**Exercise prompt:**
In the entries below, some lines hold the string "settings"; please say how many, giving the number and nothing else.

━━━━━ Data for review

//! Centralized error types for Routecast.
//!
//! This module provides a typed error hierarchy that:
//! - Separates transient upstream failures from fatal ones
//! - Provides user-friendly messages suitable for UI display
//! - Preserves full error context for debugging/logging
//!
//! Component errors are `Clone` so a single failure can be handed to every
//! caller waiting on the same coalesced fetch.

use thiserror::Error;

use crate::geo::CoordinateError;

/// Top-level application error type.
///
/// Use `user_message()` to get a UI-appropriate message.
#[derive(Debug, Error)]
pub enum AppError {
    #[error("Network error: {0}")]
    Network(#[from] NetworkError),

    #[error("Configuration error: {0}")]
    Config(#[from] ConfigError),

    #[error("Routing error: {0}")]
    Route(#[from] MapError),

    #[error("Weather service error: {0}")]
    Weather(#[from] WeatherError),

    #[error("Invalid coordinate: {0}")]
    Coordinate(#[from] CoordinateError),

    #[error("Prediction cancelled")]
    Cancelled,

    #[error("IO error: {0}")]
    Io(#[from] std::io::Error),

    #[error("{0}")]
    Other(#[from] anyhow::Error),
}

impl AppError {
    /// Returns a user-friendly message suitable for display in the UI.
    pub fn user_message(&self) -> &'static str {
        match self {
            AppError::Network(e) => e.user_message(),
            AppError::Config(e) => e.user_message(),
            AppError::Route(e) => e.user_message(),
            AppError::Weather(e) => e.user_message(),
            AppError::Coordinate(_) => "That location is not a valid coordinate.",
            AppError::Cancelled => "The previous route request was replaced.",
            AppError::Io(_) => "A file operation failed. Please try again.",
            AppError::Other(_) => "An unexpected error occurred. Please try again.",
        }
    }
}

/// Network-related errors (HTTP, connectivity).
#[derive(Debug, Clone, Error)]
pub enum NetworkError {
    #[error("Connection failed: {0}")]
    ConnectionFailed(String),

    #[error("Request timed out")]
    Timeout,

    #[error("Server error: {status} - {message}")]
    ServerError { status: u16, message: String },

    #[error("Invalid response: {0}")]
    InvalidResponse(String),
}

impl NetworkError {
    pub fn user_message(&self) -> &'static str {
        match self {
            NetworkError::ConnectionFailed(_) => {
                "Unable to connect. Check your internet connection."
            }
            NetworkError::Timeout => "The request timed out. Please try again.",
            NetworkError::ServerError { status, .. } if *status >= 500 => {
                "The server is experiencing issues. Please try again later."
            }
            NetworkError::ServerError { .. } => "The request failed. Please try again.",
            NetworkError::InvalidResponse(_) => {
                "Received an unexpected response. Please try again."
            }
        }
    }
}

/// Configuration errors.
#[derive(Debug, Clone, Error)]
pub enum ConfigError {
    #[error("Configuration file not found: {0}")]
    NotFound(String),

    #[error("Invalid configuration: {0}")]
    Invalid(String),

    #[error("Configuration parse error: {0}")]
    ParseError(String),

    #[error("Missing required setting: {0}")]
    MissingSetting(String),
}

impl ConfigError {
    pub fn user_message(&self) -> &'static str {
        match self {
            ConfigError::NotFound(_) => "Configuration not found. Using defaults.",
            ConfigError::Invalid(_) => "Invalid configuration. Check your settings.",
            ConfigError::ParseError(_) => "Configuration file is malformed. Check your settings.",
            ConfigError::MissingSetting(_) => "A required setting is missing. Check your settings.",
        }
    }
}

/// Routing and route-geometry errors.
#[derive(Debug, Clone, PartialEq, Error)]
pub enum MapError {
    /// The routing provider failed or no path exists.
    #[error("Route unavailable: {0}")]
    RouteUnavailable(String),

    /// Progress outside the route bounds. Indicates a sampling bug.
    #[error("Progress {requested} outside route bounds [0, {limit}]")]
    OutOfRangeProgress { requested: f64, limit: f64 },
}

impl MapError {
    pub fn user_message(&self) -> &'static str {
        match self {
            MapError::RouteUnavailable(_) => {
                "No route could be found between those places."
            }
            MapError::OutOfRangeProgress { .. } => {
                "Something went wrong while sampling the route."
            }
        }
    }
}

/// Weather provider errors.
#[derive(Debug, Clone, PartialEq, Error)]
pub enum WeatherError {
    /// Transient upstream failure, including timeouts.
    #[error("Weather unavailable: {0}")]
    Unavailable(String),

    /// Upstream quota exhausted.
    #[error("Weather provider rate limited{}", retry_suffix(.retry_after_secs))]
    RateLimited { retry_after_secs: Option<u64> },

    /// The provider answered with something we cannot use.
    #[error("Invalid weather response: {0}")]
    InvalidResponse(String),
}

impl WeatherError {
    pub fn user_message(&self) -> &'static str {
        match self {
            WeatherError::Unavailable(_) => {
                "Weather service unavailable. Please try again later."
            }
            WeatherError::RateLimited { .. } => {
                "Too many weather requests. Please wait a moment."
            }
            WeatherError::InvalidResponse(_) => "Weather service error. Please try again.",
        }
    }

    /// Whether the failure is worth retrying with backoff.
    ///
    /// Rate limiting is surfaced to the caller instead of retried.
    pub fn is_retryable(&self) -> bool {
        matches!(self, WeatherError::Unavailable(_))
    }
}

fn retry_suffix(retry_after_secs: &Option<u64>) -> String {
    retry_after_secs
        .map(|s| format!(" (retry after {}s)", s))
        .unwrap_or_default()
}

impl From<NetworkError> for WeatherError {
    fn from(e: NetworkError) -> Self {
        match e {
            NetworkError::InvalidResponse(msg) => WeatherError::InvalidResponse(msg),
            NetworkError::ServerError { status: 429, .. } => {
                WeatherError::RateLimited { retry_after_secs: None }
            }
            NetworkError::ServerError { status, message } if status < 500 => {
                WeatherError::InvalidResponse(format!("{} - {}", status, message))
            }
            other => WeatherError::Unavailable(other.to_string()),
        }
    }
}

impl From<NetworkError> for MapError {
    fn from(e: NetworkError) -> Self {
        MapError::RouteUnavailable(e.to_string())
    }
}

/// Extension trait for converting reqwest errors to our error types.
pub trait ReqwestErrorExt {
    fn into_network_error(self) -> NetworkError;
}

impl ReqwestErrorExt for reqwest::Error {
    fn into_network_error(self) -> NetworkError {
        if self.is_timeout() {
            NetworkError::Timeout
        } else if self.is_connect() {
            NetworkError::ConnectionFailed(self.to_string())
        } else if self.is_decode() {
            NetworkError::InvalidResponse(self.to_string())
        } else if let Some(status) = self.status() {
            NetworkError::ServerError {
                status: status.as_u16(),
                message: self.to_string(),
            }
        } else {
            NetworkError::ConnectionFailed(self.to_string())
        }
    }
}
//! Retry utilities for upstream weather calls with exponential backoff.
//!
//! Retried:
//! - Timeouts
//! - 5xx server errors and connection failures (`WeatherError::Unavailable`)
//!
//! Not retried:
//! - Rate limiting (429), surfaced so callers can fall back to stale data
//! - Malformed or rejected requests (`WeatherError::InvalidResponse`)

use std::future::Future;
use std::time::Duration;

use routecast_core::{WeatherConfig, WeatherError};

/// Default retry configuration
pub const DEFAULT_MAX_RETRIES: u32 = 3;
pub const DEFAULT_INITIAL_DELAY_MS: u64 = 100;
pub const DEFAULT_MAX_DELAY_MS: u64 = 5000;

/// Retry configuration
#[derive(Debug, Clone)]
pub struct RetryConfig {
    /// Maximum number of retry attempts
    pub max_retries: u32,
    /// Initial delay between retries (doubles each attempt)
    pub initial_delay: Duration,
    /// Maximum delay between retries
    pub max_delay: Duration,
}

impl Default for RetryConfig {
    fn default() -> Self {
        Self {
            max_retries: DEFAULT_MAX_RETRIES,
            initial_delay: Duration::from_millis(DEFAULT_INITIAL_DELAY_MS),
            max_delay: Duration::from_millis(DEFAULT_MAX_DELAY_MS),
        }
    }
}

impl From<&WeatherConfig> for RetryConfig {
    fn from(config: &WeatherConfig) -> Self {
        Self::new(
            config.max_retries,
            config.initial_backoff_ms,
            config.max_backoff_ms,
        )
    }
}

impl RetryConfig {
    /// Create a new retry config with custom settings
    pub fn new(max_retries: u32, initial_delay_ms: u64, max_delay_ms: u64) -> Self {
        Self {
            max_retries,
            initial_delay: Duration::from_millis(initial_delay_ms),
            max_delay: Duration::from_millis(max_delay_ms),
        }
    }

    /// Calculate the delay for a given attempt number
    pub fn delay_for_attempt(&self, attempt: u32) -> Duration {
        // Exponential backoff: initial_delay * 2^attempt
        let factor = 2u64.saturating_pow(attempt);
        let delay_ms = (self.initial_delay.as_millis() as u64).saturating_mul(factor);
        let capped = delay_ms.min(self.max_delay.as_millis() as u64);
        Duration::from_millis(capped)
    }
}

/// Error classification for retry decisions
#[derive(Debug, Clone, Copy, PartialEq, Eq)]
pub enum RetryDecision {
    /// Should retry the request
    Retry,
    /// Should not retry - permanent failure
    NoRetry,
}

/// Check if a weather error is retryable
pub fn classify(error: &WeatherError) -> RetryDecision {
    if error.is_retryable() {
        RetryDecision::Retry
    } else {
        RetryDecision::NoRetry
    }
}

/// Execute an upstream weather call with retry logic.
///
/// # Arguments
/// * `config` - Retry configuration
/// * `operation` - Async closure that performs one attempt
///
/// # Returns
/// The first success, the first non-retryable error, or the last error after
/// all retries are exhausted.
///
/// # Example
/// ```ignore
/// let sample = with_retry(&RetryConfig::default(), || source.fetch(at, when)).await?;
/// ```
pub async fn with_retry<T, F, Fut>(
    config: &RetryConfig,
    mut operation: F,
) -> Result<T, WeatherError>
where
    F: FnMut() -> Fut,
    Fut: Future<Output = Result<T, WeatherError>>,
{
    let mut attempt = 0;

    loop {
        match operation().await {
            Ok(value) => {
                if attempt > 0 {
                    tracing::info!("Request succeeded after {} retries", attempt);
                }
                return Ok(value);
            }
            Err(e) => {
                if classify(&e) == RetryDecision::NoRetry {
                    tracing::debug!("Non-retryable error: {}", e);
                    return Err(e);
                }

                if attempt >= config.max_retries {
                    tracing::error!(
                        "All {} retry attempts exhausted: {}",
                        config.max_retries + 1,
                        e
                    );
                    return Err(e);
                }

                let delay = config.delay_for_attempt(attempt);
                tracing::warn!(
                    "Retryable error on attempt {} of {}, waiting {:?}: {}",
                    attempt + 1,
                    config.max_retries + 1,
                    delay,
                    e
                );
                tokio::time::sleep(delay).await;
                attempt += 1;
            }
        }
    }
}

━━━━━━━━━━

**Solution:**
4